You have had to face the brunt of everything bad or going wrong and you are also the one, who is laughed upon at parties with their friends.
A sign of disrespect, but in a way, it would just make them feel great about themselves. You could have thought at that point, “My parents are bad” but you got over the feeling soon since they gaslighted you into believing they are the best.
10. You go unheard and unspoken to
You aren’t a part of any decision-making activities and neither are you someone who they would take time out to understand and know what it is that you think about life and every other thing in general.
Living with toxic parents can sometimes be a lot to deal with. Because being ignored all the time is not easy to deal with and on top of that there is no emotional connection.
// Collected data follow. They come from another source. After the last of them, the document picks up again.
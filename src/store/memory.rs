//! In-memory stores and a ready-wired engine for tests.

use std::collections::{BTreeMap, BTreeSet, HashMap};
use std::sync::{Arc, Mutex, MutexGuard};

use async_trait::async_trait;
use chrono::{Datelike, NaiveDate, NaiveTime};

use crate::engine::clock::FixedClock;
use crate::engine::{EngineDeps, LeaveEngine, Policy};
use crate::error::AppError;
use crate::model::attendance::{AttendanceRecord, AttendanceWrite, ResetScope};
use crate::model::date_range::DateRange;
use crate::model::employee::EmploymentFacts;
use crate::model::leave_request::{LeaveId, LeaveRequest, LeaveStatus, NewLeaveRequest};
use crate::model::timesheet_blocker::{NewBlocker, TimesheetBlocker};
use crate::store::{
    AttendanceStore, BlockerStore, CalendarOracle, DocumentStore, EmployeeDirectory, LeaveEvent,
    LeaveStore, Notifier,
};

fn d(s: &str) -> NaiveDate {
    NaiveDate::parse_from_str(s, "%Y-%m-%d").unwrap()
}

#[derive(Default)]
struct State {
    next_leave_id: u64,
    leaves: BTreeMap<LeaveId, LeaveRequest>,
    next_record_id: u64,
    attendance: BTreeMap<(u64, NaiveDate), AttendanceRecord>,
    next_blocker_id: u64,
    blockers: BTreeMap<u64, TimesheetBlocker>,
    employees: BTreeMap<u64, (EmploymentFacts, Option<u64>)>,
    documents: HashMap<LeaveId, usize>,
    failing_days: BTreeSet<NaiveDate>,
    documents_fail: bool,
}

#[derive(Default)]
pub struct MemoryStore {
    state: Mutex<State>,
}

impl MemoryStore {
    fn state(&self) -> MutexGuard<'_, State> {
        self.state.lock().unwrap()
    }

    /// Upserts for `day` fail until [`MemoryStore::clear_upsert_faults`].
    pub fn fail_upserts_on(&self, day: NaiveDate) {
        self.state().failing_days.insert(day);
    }

    pub fn clear_upsert_faults(&self) {
        self.state().failing_days.clear();
    }

    pub fn fail_documents(&self) {
        self.state().documents_fail = true;
    }

    pub fn add_documents(&self, id: LeaveId, count: usize) {
        self.state().documents.insert(id, count);
    }

    pub fn documents_of(&self, id: LeaveId) -> usize {
        self.state().documents.get(&id).copied().unwrap_or(0)
    }

    pub fn add_employee(&self, facts: EmploymentFacts, manager: Option<u64>) {
        self.state()
            .employees
            .insert(facts.employee_id, (facts, manager));
    }

    pub fn record(&self, employee_id: u64, day: NaiveDate) -> Option<AttendanceRecord> {
        self.state().attendance.get(&(employee_id, day)).cloned()
    }

    pub fn request(&self, id: LeaveId) -> Option<LeaveRequest> {
        self.state().leaves.get(&id).cloned()
    }

    fn store_record(state: &mut State, write: AttendanceWrite) -> AttendanceRecord {
        let key = (write.employee_id, write.working_date);
        let id = match state.attendance.get(&key) {
            Some(existing) => existing.id,
            None => {
                state.next_record_id += 1;
                state.next_record_id
            }
        };
        let updated_at = write.working_date.and_time(NaiveTime::MIN);
        let record = write.into_record(id, updated_at);
        state.attendance.insert(key, record.clone());
        record
    }
}

fn reset(record: &mut AttendanceRecord, scope: ResetScope) {
    match scope {
        ResetScope::Lock => record.source_request_id = None,
        ResetScope::Worked => {
            record.status = None;
            record.total_hours = None;
            record.work_location = None;
        }
        ResetScope::Everything => {
            record.status = None;
            record.total_hours = None;
            record.work_location = None;
            record.first_half = None;
            record.second_half = None;
            record.source_request_id = None;
        }
    }
}

#[async_trait]
impl LeaveStore for MemoryStore {
    async fn insert(&self, new: NewLeaveRequest) -> Result<LeaveRequest, AppError> {
        let mut state = self.state();
        state.next_leave_id += 1;
        let request = new.into_request(LeaveId(state.next_leave_id));
        state.leaves.insert(request.id, request.clone());
        Ok(request)
    }

    async fn get(&self, id: LeaveId) -> Result<Option<LeaveRequest>, AppError> {
        Ok(self.state().leaves.get(&id).cloned())
    }

    async fn update(&self, request: &LeaveRequest) -> Result<(), AppError> {
        let mut state = self.state();
        match state.leaves.get_mut(&request.id) {
            Some(slot) => {
                *slot = request.clone();
                Ok(())
            }
            None => Err(AppError::not_found(format!("Leave request {} not found", request.id))),
        }
    }

    async fn find_overlapping(
        &self,
        employee_id: u64,
        range: DateRange,
        statuses: &[LeaveStatus],
    ) -> Result<Vec<LeaveRequest>, AppError> {
        Ok(self
            .state()
            .leaves
            .values()
            .filter(|r| r.employee_id == employee_id)
            .filter(|r| statuses.contains(&r.status))
            .filter(|r| r.range().overlaps(&range))
            .cloned()
            .collect())
    }

    async fn children(&self, parent: LeaveId) -> Result<Vec<LeaveRequest>, AppError> {
        let mut children: Vec<_> = self
            .state()
            .leaves
            .values()
            .filter(|r| r.request_modified_from == Some(parent))
            .cloned()
            .collect();
        children.sort_by_key(|r| (r.from_date, r.id));
        Ok(children)
    }

    async fn list_for_employee(
        &self,
        employee_id: u64,
        year: Option<i32>,
    ) -> Result<Vec<LeaveRequest>, AppError> {
        Ok(self
            .state()
            .leaves
            .values()
            .filter(|r| r.employee_id == employee_id)
            .filter(|r| {
                year.is_none_or(|y| r.from_date.year() == y || r.to_date.year() == y)
            })
            .cloned()
            .collect())
    }
}

#[async_trait]
impl AttendanceStore for MemoryStore {
    async fn get(
        &self,
        employee_id: u64,
        day: NaiveDate,
    ) -> Result<Option<AttendanceRecord>, AppError> {
        Ok(self.record(employee_id, day))
    }

    async fn between(
        &self,
        employee_id: u64,
        range: DateRange,
    ) -> Result<Vec<AttendanceRecord>, AppError> {
        Ok(self
            .state()
            .attendance
            .range((employee_id, range.from)..=(employee_id, range.to))
            .map(|(_, record)| record.clone())
            .collect())
    }

    async fn upsert(&self, write: AttendanceWrite) -> Result<AttendanceRecord, AppError> {
        let mut state = self.state();
        if state.failing_days.contains(&write.working_date) {
            return Err(AppError::internal("injected upsert failure"));
        }
        Ok(Self::store_record(&mut state, write))
    }

    async fn insert_new(&self, write: AttendanceWrite) -> Result<AttendanceRecord, AppError> {
        let mut state = self.state();
        if state
            .attendance
            .contains_key(&(write.employee_id, write.working_date))
        {
            return Err(AppError::conflict("Record already exists"));
        }
        Ok(Self::store_record(&mut state, write))
    }

    async fn reset_by_source(
        &self,
        sources: &[LeaveId],
        within: Option<DateRange>,
        scope: ResetScope,
    ) -> Result<u64, AppError> {
        let mut touched = 0;
        for record in self.state().attendance.values_mut() {
            let owned = record
                .source_request_id
                .is_some_and(|source| sources.contains(&source));
            let inside = within.is_none_or(|range| range.contains(record.working_date));
            if owned && inside {
                reset(record, scope);
                touched += 1;
            }
        }
        Ok(touched)
    }

    async fn reset_range(
        &self,
        employee_id: u64,
        range: DateRange,
        scope: ResetScope,
    ) -> Result<u64, AppError> {
        let mut touched = 0;
        for (_, record) in self
            .state()
            .attendance
            .range_mut((employee_id, range.from)..=(employee_id, range.to))
        {
            reset(record, scope);
            touched += 1;
        }
        Ok(touched)
    }
}

#[async_trait]
impl BlockerStore for MemoryStore {
    async fn covering(
        &self,
        employee_id: u64,
        day: NaiveDate,
    ) -> Result<Option<TimesheetBlocker>, AppError> {
        Ok(self
            .state()
            .blockers
            .values()
            .find(|b| b.employee_id == employee_id && b.covers(day))
            .cloned())
    }

    async fn insert(&self, new: NewBlocker, blocked_by: u64) -> Result<TimesheetBlocker, AppError> {
        let mut state = self.state();
        state.next_blocker_id += 1;
        let blocker = TimesheetBlocker {
            id: state.next_blocker_id,
            employee_id: new.employee_id,
            blocked_from: new.blocked_from,
            blocked_to: new.blocked_to,
            blocked_by,
            reason: new.reason,
            created_at: new.blocked_from.and_time(NaiveTime::MIN),
        };
        state.blockers.insert(blocker.id, blocker.clone());
        Ok(blocker)
    }

    async fn list(&self, employee_id: Option<u64>) -> Result<Vec<TimesheetBlocker>, AppError> {
        Ok(self
            .state()
            .blockers
            .values()
            .filter(|b| employee_id.is_none_or(|id| b.employee_id == id))
            .cloned()
            .collect())
    }

    async fn delete(&self, id: u64) -> Result<bool, AppError> {
        Ok(self.state().blockers.remove(&id).is_some())
    }
}

#[async_trait]
impl EmployeeDirectory for MemoryStore {
    async fn employment_facts(
        &self,
        employee_id: u64,
    ) -> Result<Option<EmploymentFacts>, AppError> {
        Ok(self
            .state()
            .employees
            .get(&employee_id)
            .map(|(facts, _)| facts.clone()))
    }

    async fn manager_of(&self, employee_id: u64) -> Result<Option<u64>, AppError> {
        Ok(self
            .state()
            .employees
            .get(&employee_id)
            .and_then(|(_, manager)| *manager))
    }

    async fn active_employee_ids(&self) -> Result<Vec<u64>, AppError> {
        Ok(self.state().employees.keys().copied().collect())
    }
}

#[async_trait]
impl DocumentStore for MemoryStore {
    async fn copy(&self, source: LeaveId, target: LeaveId) -> Result<usize, AppError> {
        let mut state = self.state();
        if state.documents_fail {
            return Err(AppError::internal("document store unavailable"));
        }
        let count = state.documents.get(&source).copied().unwrap_or(0);
        if count > 0 {
            *state.documents.entry(target).or_insert(0) += count;
        }
        Ok(count)
    }
}

/// Fixed holiday list; weekends are Saturday/Sunday unless replaced.
#[derive(Debug, Clone, Default)]
pub struct StaticCalendar {
    holidays: BTreeSet<NaiveDate>,
    weekend_days: Option<BTreeSet<NaiveDate>>,
}

impl StaticCalendar {
    pub fn with_holidays(days: &[&str]) -> Self {
        StaticCalendar {
            holidays: days.iter().map(|s| d(s)).collect(),
            weekend_days: None,
        }
    }

    /// Only these exact dates count as weekend.
    pub fn with_weekend_days(mut self, days: &[&str]) -> Self {
        self.weekend_days = Some(days.iter().map(|s| d(s)).collect());
        self
    }
}

#[async_trait]
impl CalendarOracle for StaticCalendar {
    async fn holidays_between(&self, range: DateRange) -> Result<BTreeSet<NaiveDate>, AppError> {
        Ok(self
            .holidays
            .range(range.from..=range.to)
            .copied()
            .collect())
    }

    fn is_weekend(&self, day: NaiveDate) -> bool {
        match &self.weekend_days {
            Some(days) => days.contains(&day),
            None => matches!(day.weekday(), chrono::Weekday::Sat | chrono::Weekday::Sun),
        }
    }
}

#[derive(Default)]
pub struct RecordingNotifier {
    events: Mutex<Vec<LeaveEvent>>,
}

impl RecordingNotifier {
    pub fn events(&self) -> Vec<LeaveEvent> {
        self.events.lock().unwrap().clone()
    }
}

impl Notifier for RecordingNotifier {
    fn notify(&self, event: LeaveEvent) {
        self.events.lock().unwrap().push(event);
    }
}

/// An engine over one [`MemoryStore`] with a movable clock.
pub struct Harness {
    pub engine: LeaveEngine,
    pub store: Arc<MemoryStore>,
    pub clock: Arc<FixedClock>,
    pub notifier: Arc<RecordingNotifier>,
}

impl Harness {
    pub fn new(now: &str) -> Self {
        Harness::with_calendar(now, StaticCalendar::default())
    }

    pub fn with_calendar(now: &str, calendar: StaticCalendar) -> Self {
        let store = Arc::new(MemoryStore::default());
        let clock = Arc::new(FixedClock::at(now));
        let notifier = Arc::new(RecordingNotifier::default());
        let deps = EngineDeps {
            leaves: store.clone(),
            attendance: store.clone(),
            blockers: store.clone(),
            directory: store.clone(),
            calendar: Arc::new(calendar),
            documents: store.clone(),
            notifier: notifier.clone(),
            clock: clock.clone(),
        };
        Harness {
            engine: LeaveEngine::new(deps, Policy::default()),
            store,
            clock,
            notifier,
        }
    }
}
Related Reading: 5 Terrible Mistakes My Parents Made in Their 50-Year-Old Marriage
11. Your space is always within their reach
It’s not your space if it’s where they can reach easily and have set boundaries for you stepping out and more. It suffocates you, in the name of ‘your space’.
You think you are in your room until you open the door to witness your parents trying to hear your phone conversations with your friends or see them peeping from the window to see who came to drop you after the New Year’s bash.
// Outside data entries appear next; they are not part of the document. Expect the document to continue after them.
use anyhow::{Context, Result};
use sqlx::MySqlPool;
use sqlx::mysql::MySqlPoolOptions;

pub async fn init_db(database_url: &str) -> Result<MySqlPool> {
    MySqlPoolOptions::new()
        .max_connections(10)
        .connect(database_url)
        .await
        .context("Failed to connect to database")
}
/// A message fetched from (or published to) a queue.
#[derive(Debug, Clone, PartialEq, Eq)]
pub struct Message {
    pub key: Option<String>,
    pub value: Vec<u8>,
    /// Broker position of the message; the handle used to commit it.
    /// Empty for messages that have not been fetched.
    pub offset: String,
}

impl Message {
    /// A message to publish.
    pub fn new(key: Option<String>, value: impl Into<Vec<u8>>) -> Self {
        Self {
            key,
            value: value.into(),
            offset: String::new(),
        }
    }
}
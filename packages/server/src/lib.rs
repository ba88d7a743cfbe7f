pub mod app;
pub mod cache;
pub mod config;
pub mod consumers;
pub mod database;
pub mod entity;
pub mod error;
pub mod handlers;
pub mod models;
pub mod routes;
pub mod service;
pub mod state;
pub mod store;
pub mod tasks;

#[cfg(any(test, feature = "test-support"))]
pub mod test_support;

use std::time::Duration;

use axum::http::HeaderValue;
use tower_http::cors::{Any, CorsLayer};
use tower_http::trace::TraceLayer;
use utoipa::OpenApi;
use utoipa_axum::router::OpenApiRouter;
use utoipa_axum::routes;
use utoipa_scalar::{Scalar, Servable as ScalarServable};
use utoipa_swagger_ui::SwaggerUi;

use crate::config::CorsConfig;
use crate::state::AppState;

#[derive(OpenApi)]
#[openapi(
    info(
        title = "Order Service API",
        version = "1.0.0",
        description = "Read API for ingested orders"
    ),
    tags(
        (name = "Orders", description = "Order lookup and listing"),
        (name = "Health", description = "Service health"),
    ),
)]
struct ApiDoc;

/// Build the application router.
pub fn build_router(state: AppState) -> axum::Router {
    let cors = cors_layer(&state.config.server.cors);

    let (router, api) = OpenApiRouter::with_openapi(ApiDoc::openapi())
        .routes(routes!(handlers::health::health))
        .nest("/api", routes::api_routes())
        .split_for_parts();

    router
        .with_state(state)
        .merge(SwaggerUi::new("/swagger-ui").url("/api-docs/openapi.json", api.clone()))
        .merge(Scalar::with_url("/scalar", api))
        .layer(cors)
        .layer(TraceLayer::new_for_http())
}

fn cors_layer(config: &CorsConfig) -> CorsLayer {
    let origins: Vec<HeaderValue> = config
        .allow_origins
        .iter()
        .filter_map(|o| match o.parse() {
            Ok(v) => Some(v),
            Err(_) => {
                tracing::warn!(origin = %o, "Ignoring invalid CORS origin");
                None
            }
        })
        .collect();

    CorsLayer::new()
        .allow_origin(origins)
        .allow_methods(Any)
        .allow_headers(Any)
        .max_age(Duration::from_secs(config.max_age))
}
use async_trait::async_trait;
use tokio_util::sync::CancellationToken;

use crate::error::MqError;
use crate::models::Message;

/// Consumer-side view of a message queue.
///
/// Delivery is at-least-once: a message that was fetched but never committed
/// is delivered again, either after [`release`](Self::release) or after a
/// restart.
#[async_trait]
pub trait QueueClient: Send + Sync {
    /// Wait for the next message on the subscribed queue.
    ///
    /// Returns [`MqError::Cancelled`] once `cancel` fires and
    /// [`MqError::Closed`] once [`close`](Self::close) has been called. Neither
    /// loses a message the broker has already handed out.
    async fn fetch(&self, cancel: &CancellationToken) -> Result<Message, MqError>;

    /// Mark a fetched message as processed.
    async fn commit(&self, message: &Message) -> Result<(), MqError>;

    /// Return a fetched, uncommitted message to the queue for redelivery.
    async fn release(&self, message: &Message) -> Result<(), MqError>;

    /// Publish `message` to `topic`.
    async fn publish(&self, topic: &str, message: &Message) -> Result<(), MqError>;

    /// Stop handing out messages. Pending fetches return [`MqError::Closed`].
    async fn close(&self) -> Result<(), MqError>;
}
12. Bribery for controlling you
No one would think that your parents are toxic, with the amount of love they shower upon you in the name of gifts and money. A very subtle way of controlling you and your actions.
These are often the signs of a toxic dad if he is co-parenting after a divorce. He could get you lavish gifts like Macbook or a racing cycle mainly for two reasons – you wouldn’t demand too much of his time and you would stay on his side and do his bidding.
Related reading: 12 Ways to Fix A Toxic Relationship
13. Derail you from your goal
They make other things so important and ask you to focus on those so much that your focus from your goals, takes a backseat. You wouldn’t ever blame them or think that they would be responsible for it either, but it’s just what they do.
They would make you do what they want you to do. They could want you to grow up to be a lawyer but you are great at sports.
But they will ensure you miss swimming coaching and you are mugging up at home. You could finally become a lawyer but you wouldn’t be able to shed off that unhappiness that comes with it. This is what happens if you grew up with toxic parents.
14. All children are scared of them
They aren’t good with children and in fact, children fear them. Their presence itself scares them off. You as well as your friends know that they aren’t the ‘Let’s talk about it with them!’ types and you’d rather prefer speaking with your friends’ parents about an important matters at hand.
You feel like breaking up with your toxic parents but you are so scared of them that you feel they will never let you go. You want to escape to the university or get a job in a different town but they always manage to drag you back.
15. Never a grown-up to your parents
This is true for most parents. You will always be a child to your parents, but with toxic parents, you will never be a grown-up and thus won’t be able to participate in the decision-making process or have a firm say about anything important to them or for the family.
The only way out is acceptance. Once you know that you have had a toxic childhood and growing up with toxic parents defines your current characteristics, it will help you bring a notable change in your existing confidence levels and more.
Spread more smiles and make people aware about these that can help them stop being toxic, in case they are as well as in making people know about the throttling relationships that they are into due to toxic parents.